• WHAT IS NEEDED: Repeat exactly the lines of the entries below from the one with "assert_eq!(draft.cleaning_type, Some(CleaningType::Deep));" through the one with "for pair in", both ends included, and nothing else.

• LISTED RECORDS:
-*-
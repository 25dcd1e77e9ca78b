//! Quote draft data model.

use std::collections::{BTreeMap, BTreeSet};
use std::fmt;

use serde::{Deserialize, Serialize};

/// Service identifiers offered in the quote wizard.
#[derive(Debug, Clone, Copy, PartialEq, Eq, Hash, PartialOrd, Ord, Serialize, Deserialize)]
#[serde(rename_all = "kebab-case")]
pub enum CleaningType {
    General,
    Deep,
    EndOfLease,
    Ndis,
    Commercial,
}

impl CleaningType {
    pub const ALL: [CleaningType; 5] = [
        CleaningType::General,
        CleaningType::Deep,
        CleaningType::EndOfLease,
        CleaningType::Ndis,
        CleaningType::Commercial,
    ];

    /// Catalog key
    pub fn key(self) -> &'static str {
        match self {
            CleaningType::General => "general",
            CleaningType::Deep => "deep",
            CleaningType::EndOfLease => "end-of-lease",
            CleaningType::Ndis => "ndis",
            CleaningType::Commercial => "commercial",
        }
    }

    pub fn label(self) -> &'static str {
        match self {
            CleaningType::General => "General Cleaning",
            CleaningType::Deep => "Deep Cleaning",
            CleaningType::EndOfLease => "End of Lease Cleaning",
            CleaningType::Ndis => "NDIS Cleaning",
            CleaningType::Commercial => "Commercial Cleaning",
        }
    }
}

/// Room types counted in the rooms step.
#[derive(Debug, Clone, Copy, PartialEq, Eq, Hash, PartialOrd, Ord, Serialize, Deserialize)]
#[serde(rename_all = "camelCase")]
pub enum RoomType {
    Bedrooms,
    Bathrooms,
    Kitchens,
    LivingRooms,
    DiningRooms,
}

impl RoomType {
    pub const ALL: [RoomType; 5] = [
        RoomType::Bedrooms,
        RoomType::Bathrooms,
        RoomType::Kitchens,
        RoomType::LivingRooms,
        RoomType::DiningRooms,
    ];

    /// Catalog key
    pub fn key(self) -> &'static str {
        match self {
            RoomType::Bedrooms => "bedrooms",
            RoomType::Bathrooms => "bathrooms",
            RoomType::Kitchens => "kitchens",
            RoomType::LivingRooms => "livingRooms",
            RoomType::DiningRooms => "diningRooms",
        }
    }
}

/// How soon the clean is needed.
#[derive(Debug, Clone, Copy, PartialEq, Eq, Hash, PartialOrd, Ord, Serialize, Deserialize)]
#[serde(rename_all = "kebab-case")]
pub enum Urgency {
    Standard,
    Urgent,
    SameDay,
}

impl Urgency {
    /// Catalog key
    pub fn key(self) -> &'static str {
        match self {
            Urgency::Standard => "standard",
            Urgency::Urgent => "urgent",
            Urgency::SameDay => "same-day",
        }
    }
}

#[derive(Debug, Clone, Default, PartialEq, Eq, Serialize, Deserialize)]
#[serde(default)]
pub struct Location {
    pub suburb: String,
    pub postcode: String,
}

#[derive(Debug, Clone, Default, PartialEq, Eq, Serialize, Deserialize)]
#[serde(rename_all = "camelCase", default)]
pub struct CustomerInfo {
    pub name: String,
    pub email: String,
    pub phone: String,
    pub ndis_number: String,
    #[serde(rename = "isNDISParticipant")]
    pub is_ndis_participant: bool,
}

/// Customer text fields that can be edited individually.
#[derive(Debug, Clone, Copy, PartialEq, Eq)]
pub enum CustomerField {
    Name,
    Email,
    Phone,
    NdisNumber,
}

#[derive(Debug, Clone, Copy, PartialEq, Eq)]
pub enum LocationField {
    Suburb,
    Postcode,
}

/// Free-form scheduling and notes fields.
#[derive(Debug, Clone, Copy, PartialEq, Eq)]
pub enum DetailsField {
    SpecialRequests,
    PreferredDate,
    PreferredTime,
}

/// The in-progress quote configuration.
#[derive(Debug, Clone, PartialEq, Eq, Serialize, Deserialize)]
#[serde(rename_all = "camelCase", default)]
pub struct QuoteDraft {
    pub cleaning_type: Option<CleaningType>,
    pub rooms: BTreeMap<RoomType, u32>,
    pub extras: BTreeSet<String>,
    pub urgency: Option<Urgency>,
    pub location: Location,
    pub customer_info: CustomerInfo,
    pub special_requests: String,
    pub preferred_date: String,
    pub preferred_time: String,
}

impl Default for QuoteDraft {
    fn default() -> Self {
        Self {
            cleaning_type: None,
            rooms: RoomType::ALL.iter().map(|room| (*room, 0)).collect(),
            extras: BTreeSet::new(),
            urgency: Some(Urgency::Standard),
            location: Location::default(),
            customer_info: CustomerInfo::default(),
            special_requests: String::new(),
            preferred_date: String::new(),
            preferred_time: String::new(),
        }
    }
}

impl QuoteDraft {
    pub fn room_count(&self, room: RoomType) -> u32 {
        self.rooms.get(&room).copied().unwrap_or(0)
    }

    /// Sum of all room counts.
    pub fn total_rooms(&self) -> u64 {
        self.rooms.values().map(|count| u64::from(*count)).sum()
    }

    pub fn customer_field(&self, field: CustomerField) -> &str {
        match field {
            CustomerField::Name => &self.customer_info.name,
            CustomerField::Email => &self.customer_info.email,
            CustomerField::Phone => &self.customer_info.phone,
            CustomerField::NdisNumber => &self.customer_info.ndis_number,
        }
    }

    pub(crate) fn customer_field_mut(&mut self, field: CustomerField) -> &mut String {
        match field {
            CustomerField::Name => &mut self.customer_info.name,
            CustomerField::Email => &mut self.customer_info.email,
            CustomerField::Phone => &mut self.customer_info.phone,
            CustomerField::NdisNumber => &mut self.customer_info.ndis_number,
        }
    }

    pub(crate) fn location_field_mut(&mut self, field: LocationField) -> &mut String {
        match field {
            LocationField::Suburb => &mut self.location.suburb,
            LocationField::Postcode => &mut self.location.postcode,
        }
    }

    pub(crate) fn details_field_mut(&mut self, field: DetailsField) -> &mut String {
        match field {
            DetailsField::SpecialRequests => &mut self.special_requests,
            DetailsField::PreferredDate => &mut self.preferred_date,
            DetailsField::PreferredTime => &mut self.preferred_time,
        }
    }
}

/// Ordered wizard steps.
#[derive(Debug, Clone, Copy, PartialEq, Eq, Hash, PartialOrd, Ord, Serialize, Deserialize)]
#[serde(rename_all = "camelCase")]
pub enum WizardStep {
    ServiceSelection,
    RoomsAndExtras,
    ServiceDetails,
    ContactInfo,
}

impl WizardStep {
    pub const ALL: [WizardStep; 4] = [
        WizardStep::ServiceSelection,
        WizardStep::RoomsAndExtras,
        WizardStep::ServiceDetails,
        WizardStep::ContactInfo,
    ];

    /// 1-based position shown in the progress indicator.
    pub fn number(self) -> u8 {
        match self {
            WizardStep::ServiceSelection => 1,
            WizardStep::RoomsAndExtras => 2,
            WizardStep::ServiceDetails => 3,
            WizardStep::ContactInfo => 4,
        }
    }

    pub fn next(self) -> Option<WizardStep> {
        match self {
            WizardStep::ServiceSelection => Some(WizardStep::RoomsAndExtras),
            WizardStep::RoomsAndExtras => Some(WizardStep::ServiceDetails),
            WizardStep::ServiceDetails => Some(WizardStep::ContactInfo),
            WizardStep::ContactInfo => None,
        }
    }

    pub fn previous(self) -> Option<WizardStep> {
        match self {
            WizardStep::ServiceSelection => None,
            WizardStep::RoomsAndExtras => Some(WizardStep::ServiceSelection),
            WizardStep::ServiceDetails => Some(WizardStep::RoomsAndExtras),
            WizardStep::ContactInfo => Some(WizardStep::ServiceDetails),
        }
    }
}

impl fmt::Display for WizardStep {
    fn fmt(&self, f: &mut fmt::Formatter<'_>) -> fmt::Result {
        let title = match self {
            WizardStep::ServiceSelection => "Service selection",
            WizardStep::RoomsAndExtras => "Rooms and extras",
            WizardStep::ServiceDetails => "Service details",
            WizardStep::ContactInfo => "Contact information",
        };
        write!(f, "{} (step {})", title, self.number())
    }
}

/// Booking form used by the dedicated NDIS enquiry page.
#[derive(Debug, Clone, Default, PartialEq, Eq, Serialize, Deserialize)]
#[serde(rename_all = "camelCase", default)]
pub struct NdisBookingForm {
    pub name: String,
    pub email: String,
    pub phone: String,
    pub ndis_number: String,
    pub address: String,
    pub suburb: String,
    pub postcode: String,
    pub plan_manager: String,
    pub support_needs: String,
}

#[cfg(test)]
mod tests {
    use super::*;
    use serde_json::json;

    #[test]
    fn test_default_draft_has_every_room_at_zero() {
        let draft = QuoteDraft::default();
        assert_eq!(draft.rooms.len(), RoomType::ALL.len());
        assert_eq!(draft.total_rooms(), 0);
        assert_eq!(draft.urgency, Some(Urgency::Standard));
        assert!(draft.cleaning_type.is_none());
    }

    #[test]
    fn test_draft_json_field_names() {
        let mut draft = QuoteDraft::default();
        draft.cleaning_type = Some(CleaningType::EndOfLease);
        draft.urgency = Some(Urgency::SameDay);
        draft.rooms.insert(RoomType::LivingRooms, 2);
        draft.customer_info.is_ndis_participant = true;

        let value = serde_json::to_value(&draft).unwrap();
        assert_eq!(value["cleaningType"], json!("end-of-lease"));
        assert_eq!(value["urgency"], json!("same-day"));
        assert_eq!(value["rooms"]["livingRooms"], json!(2));
        assert_eq!(value["customerInfo"]["isNDISParticipant"], json!(true));
        assert_eq!(value["customerInfo"]["ndisNumber"], json!(""));
    }

    #[test]
    fn test_partial_json_fills_defaults() {
        let draft: QuoteDraft =
            serde_json::from_value(json!({ "cleaningType": "deep" })).unwrap();
        assert_eq!(draft.cleaning_type, Some(CleaningType::Deep));
        assert_eq!(draft.urgency, Some(Urgency::Standard));
        assert_eq!(draft.total_rooms(), 0);
    }

    #[test]
    fn test_step_ordering() {
        assert_eq!(WizardStep::ServiceSelection.previous(), None);
        assert_eq!(WizardStep::ContactInfo.next(), None);
        for pair in WizardStep::ALL.windows(2) {
            assert_eq!(pair[0].next(), Some(pair[1]));
            assert_eq!(pair[1].previous(), Some(pair[0]));
            assert!(pair[0] < pair[1]);
        }
    }

    #[test]
    fn test_catalog_keys_match_serde_names() {
        for cleaning_type in CleaningType::ALL {
            assert_eq!(
                serde_json::to_value(cleaning_type).unwrap(),
                json!(cleaning_type.key())
            );
        }
        for room in RoomType::ALL {
            assert_eq!(serde_json::to_value(room).unwrap(), json!(room.key()));
        }
    }
}
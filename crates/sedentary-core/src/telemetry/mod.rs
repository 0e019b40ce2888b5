//! Telemetry message types
//!
//! A [`TelemetryReading`] is the typed form of one inbound state message. It is
//! produced by [`decode`], folded into the store by the pipeline and dropped.

mod classifier;
mod decoder;

pub use classifier::{DeviceMessage, RawDeviceReading, StateClassifier};
pub use decoder::{DecodeError, decode};

use alloc::string::String;
use embedded_graphics::pixelcolor::Rgb565;
use serde::{Deserialize, Serialize};

use crate::ui::colors::{COLOR_ACTIVE, COLOR_FIDGET, COLOR_SEDENTARY};

/// Motion classification reported by the device
#[derive(Serialize, Deserialize, Debug, Clone, Copy, PartialEq, Eq, Default)]
#[serde(rename_all = "UPPERCASE")]
pub enum ActivityState {
    /// Moving; the sedentary timer is reset
    Active,
    /// Small movements; the sedentary timer is paused
    Fidget,
    /// Still; the sedentary timer counts up
    #[default]
    Sedentary,
}

impl ActivityState {
    /// Parse the wire label, falling back to [`ActivityState::Sedentary`]
    /// for anything unrecognized
    pub fn from_label(label: &str) -> Self {
        match label {
            "ACTIVE" => Self::Active,
            "FIDGET" => Self::Fidget,
            _ => Self::Sedentary,
        }
    }

    /// Wire label for this state
    pub const fn label(self) -> &'static str {
        match self {
            Self::Active => "ACTIVE",
            Self::Fidget => "FIDGET",
            Self::Sedentary => "SEDENTARY",
        }
    }

    /// Timeline level code for this state
    pub const fn level(self) -> ActivityLevel {
        match self {
            Self::Active => ActivityLevel::Active,
            Self::Fidget => ActivityLevel::Fidget,
            Self::Sedentary => ActivityLevel::Sedentary,
        }
    }

    /// Short badge text for the status indicator
    pub const fn badge(self) -> &'static str {
        match self {
            Self::Active => "Active",
            Self::Fidget => "Fidget",
            Self::Sedentary => "Sedentary",
        }
    }

    /// Long description shown next to the badge
    pub const fn description(self) -> &'static str {
        match self {
            Self::Active => "Active (Moving)",
            Self::Fidget => "Fidgeting (Paused)",
            Self::Sedentary => "Sedentary (Still)",
        }
    }

    /// Caption shown above the sedentary timer
    pub const fn timer_caption(self) -> &'static str {
        match self {
            Self::Active => "Timer Reset!",
            Self::Fidget => "Timer Paused:",
            Self::Sedentary => "Sedentary for:",
        }
    }
}

/// Activity level code plotted on the timeline (0 = sedentary, 2 = active)
#[derive(Debug, Clone, Copy, PartialEq, Eq, Default)]
#[repr(u8)]
pub enum ActivityLevel {
    #[default]
    Sedentary = 0,
    Fidget = 1,
    Active = 2,
}

impl ActivityLevel {
    /// Numeric level code
    pub const fn code(self) -> u8 {
        self as u8
    }

    /// Timeline bar color: red, yellow or green
    pub const fn color(self) -> Rgb565 {
        match self {
            Self::Sedentary => COLOR_SEDENTARY,
            Self::Fidget => COLOR_FIDGET,
            Self::Active => COLOR_ACTIVE,
        }
    }
}

/// One decoded telemetry message
#[derive(Debug, Clone, PartialEq, Default)]
pub struct TelemetryReading {
    /// Classified motion state
    pub state: ActivityState,
    /// Seconds since motion last qualified as active
    pub sedentary_secs: u64,
    /// Smoothed acceleration delta magnitude
    pub accel_magnitude: f64,
    /// Device-side inactivity alert flag
    pub alert: bool,
    /// Device timestamp, carried through uninterpreted
    pub timestamp: Option<String>,
}

impl TelemetryReading {
    pub fn new(state: ActivityState, sedentary_secs: u64, accel_magnitude: f64) -> Self {
        Self {
            state,
            sedentary_secs,
            accel_magnitude,
            alert: false,
            timestamp: None,
        }
    }

    pub fn with_alert(mut self, alert: bool) -> Self {
        self.alert = alert;
        self
    }
}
-*-
• FINAL ANSWER:
        assert_eq!(draft.cleaning_type, Some(CleaningType::Deep));
        assert_eq!(draft.urgency, Some(Urgency::Standard));
        assert_eq!(draft.total_rooms(), 0);
    }

    #[test]
    fn test_step_ordering() {
        assert_eq!(WizardStep::ServiceSelection.previous(), None);
        assert_eq!(WizardStep::ContactInfo.next(), None);
        for pair in WizardStep::ALL.windows(2) {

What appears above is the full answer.